Keyun Cheng

Reading Notes: ATC’21 RepairBoost

Title: Boosting Full-Node Repair in Erasure-Coded Storage

Conference (ATC’21): Link

Journal (): Link

Summary

This paper proposes a repair scheduling scheme called RepairBoost to solve the single full-node repair problem (1) load-balance the upload / download traffic across different storage nodes; (2) parallelize the repair of multiple independent blocks from different stripes to fully utilize the network bandwidth at each time slots. It further propose extensions to multiple node repair and heterogeneous network settings.

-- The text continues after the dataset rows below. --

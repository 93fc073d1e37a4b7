use base64::engine::general_purpose::STANDARD;
use base64::Engine;
use chrono::{DateTime, TimeDelta, Utc};
use serde::Deserialize;
use tracing::debug;

use super::certificate::with_parsed;
use super::AttestationStatementVerifier;
use crate::error::VerificationError;
use crate::jws::JwsObject;
use crate::verifier::{
    conversion, missing, AttestationType, RegistrationObject, VerifiedAttestation,
};

const ATTEST_HOSTNAME: &str = "attest.android.com";

#[derive(Debug, Clone, Deserialize)]
#[serde(rename_all = "camelCase")]
struct SafetyNetResponse {
    nonce: String,
    timestamp_ms: i64,
    #[serde(default)]
    cts_profile_match: bool,
    #[serde(default)]
    basic_integrity: bool,
}

/// `fmt: "android-safetynet"`.
#[derive(Debug, Clone)]
pub struct AndroidSafetyNetAttestationStatementVerifier {
    /// How far `timestampMs` may lie ahead of the verification time.
    pub forward_threshold: TimeDelta,
    /// How far `timestampMs` may lie behind the verification time.
    pub backward_threshold: TimeDelta,
}

impl Default for AndroidSafetyNetAttestationStatementVerifier {
    fn default() -> Self {
        Self {
            forward_threshold: TimeDelta::seconds(60),
            backward_threshold: TimeDelta::seconds(60),
        }
    }
}

impl AndroidSafetyNetAttestationStatementVerifier {
    pub fn with_thresholds(forward: TimeDelta, backward: TimeDelta) -> Self {
        Self {
            forward_threshold: forward,
            backward_threshold: backward,
        }
    }

    fn check_timestamp(
        &self,
        timestamp_ms: i64,
        now: DateTime<Utc>,
    ) -> Result<(), VerificationError> {
        let issued = DateTime::<Utc>::from_timestamp_millis(timestamp_ms).ok_or_else(|| {
            VerificationError::BadAttestationStatement(format!(
                "timestampMs {timestamp_ms} is out of range"
            ))
        })?;
        if issued > now + self.forward_threshold || issued < now - self.backward_threshold {
            return Err(VerificationError::BadAttestationStatement(format!(
                "response timestamp {issued} is outside the accepted window around {now}"
            )));
        }
        Ok(())
    }
}

impl AttestationStatementVerifier for AndroidSafetyNetAttestationStatementVerifier {
    fn format(&self) -> &'static str {
        "android-safetynet"
    }

    fn verify(
        &self,
        registration: &RegistrationObject<'_>,
    ) -> Result<VerifiedAttestation, VerificationError> {
        let statement = &registration.attestation_object().att_stmt;
        match statement.text("ver") {
            Some(ver) if !ver.is_empty() => {}
            _ => return Err(missing("ver")),
        }
        let response = statement.bytes("response").ok_or_else(|| missing("response"))?;
        let response = std::str::from_utf8(response)
            .map_err(|e| {
                VerificationError::BadAttestationStatement(format!("response is not UTF-8: {e}"))
            })?;
        let jws: JwsObject<SafetyNetResponse> =
            JwsObject::parse(registration.converter.json(), response).map_err(conversion)?;

        let chain = jws.certificates().map_err(conversion)?;
        let leaf = chain.first().ok_or_else(|| missing("x5c in response header"))?;
        with_parsed(leaf, |parsed| {
            let issued_to_attest = parsed
                .subject()
                .iter_common_name()
                .any(|cn| matches!(cn.as_str(), Ok(ATTEST_HOSTNAME)));
            if issued_to_attest {
                Ok(())
            } else {
                Err(VerificationError::Certificate(format!(
                    "response certificate is not issued to {ATTEST_HOSTNAME}"
                )))
            }
        })?;
        let key = leaf.public_key()?;
        if !matches!(jws.verify_signature(&key), Ok(true)) {
            return Err(VerificationError::BadSignature);
        }

        let payload = jws.payload();
        let expected_nonce = STANDARD.encode(openssl::sha::sha256(&registration.signed_data()));
        if payload.nonce != expected_nonce {
            return Err(VerificationError::BadAttestationStatement("nonce mismatch".into()));
        }
        if !payload.cts_profile_match {
            return Err(VerificationError::BadAttestationStatement(
                "ctsProfileMatch is false".into(),
            ));
        }
        self.check_timestamp(payload.timestamp_ms, registration.timestamp)?;

        debug!(basic_integrity = payload.basic_integrity, "android-safetynet attestation verified");
        Ok(VerifiedAttestation::new(self.format(), AttestationType::Basic, chain))
    }
}
use super::SelfAttestationTrustworthinessVerifier;
use crate::error::VerificationError;
use crate::verifier::VerifiedAttestation;

#[derive(Debug, Clone, Copy)]
pub struct DefaultSelfAttestationTrustworthinessVerifier {
    pub self_attestation_allowed: bool,
}

impl Default for DefaultSelfAttestationTrustworthinessVerifier {
    fn default() -> Self {
        Self {
            self_attestation_allowed: true,
        }
    }
}

impl DefaultSelfAttestationTrustworthinessVerifier {
    pub fn prohibited() -> Self {
        Self {
            self_attestation_allowed: false,
        }
    }
}

impl SelfAttestationTrustworthinessVerifier for DefaultSelfAttestationTrustworthinessVerifier {
    fn verify(&self, _attestation: &VerifiedAttestation) -> Result<(), VerificationError> {
        if self.self_attestation_allowed {
            Ok(())
        } else {
            Err(VerificationError::SelfAttestationProhibited)
        }
    }
}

Experiments over EC2 shows the effectiveness of the proposed repair scheme.

Main Contributions

Modeling and algorithm
- Step 1: Characterize repair solutions (algorithms) via Directly Acyclic Graphs (DAG) called RDAG
  - See the example of RDAG for PPR in Figure 6.
  - Difference with ECDAG (FAST’19 OpenEC): the vertices models the nodes, the edges models the dependencies on linear combinations
- Step 2: Load balancing by assigning the vertices of multiple RDAGs corresponding multiple blocks (from independent stripes) to physical nodes
  - Core of the assigment algorithm: sorting the intermediate vertices by the number of blocks to upload / download, and do a balance assignment
    - Basiclly it’s a greedy algorithm
- Step 3: Scheduling the repair operations
  - Constructing multiple maximum flows, and reducing the sizes of multiple RDAGs simutaneously
  - Repeat the process until all vertices are handled (i.e., all leaf, intermediate and final blocks are assigned to corresponding nodes in a scheduled way)
Extensions
- Multi-node repair scheduling
  - Repair each node individually
  - Prioritize the stripes with more blocks to repair, or with popularly accessed chunks
- Heterogeneous environment
  - deduce the time to upload / download a chunk first
    - Make sure that the upload / download speed for a chunk is almost similar (this is a little weird)
  - Sort and choose the links by the available bandwidth first
- Adaptation to network conditions
  - Monitor the run-time network bandwidth, and proactively adjust the repair solutions of the next sub-processes
Implementation
- Standalone + HDFS integration (similar to OpenEC)
Evaluation
- AWS EC2 Deployment: similar to OpenEC with 17 instances\
- Coding schemes: RS code, LRC and Butterfly codes
- Repair algorithms: conventional, PPR and ECPipe

Details

Strength

A novel modeling to characterize the repair solutions for full-node repair, which load-balances the repair load and effectively parallelizes the repair process for single blocks from multiple stripes
Implementation and extensive evaluation

Weakness

I doubt about the complexity when it models the codes with sub-packetization, which by nature have more complicated linear dependencies of repair (decoding) operations (e.g., Clay codes). From my understanding, the modeling will be much more complicated.
- I cannot find the repair performance regenerating codes (Bufferfly codes for example). It only shows the load balancing degree.
- What’s the overhead when doing the scheduling of the repair operations?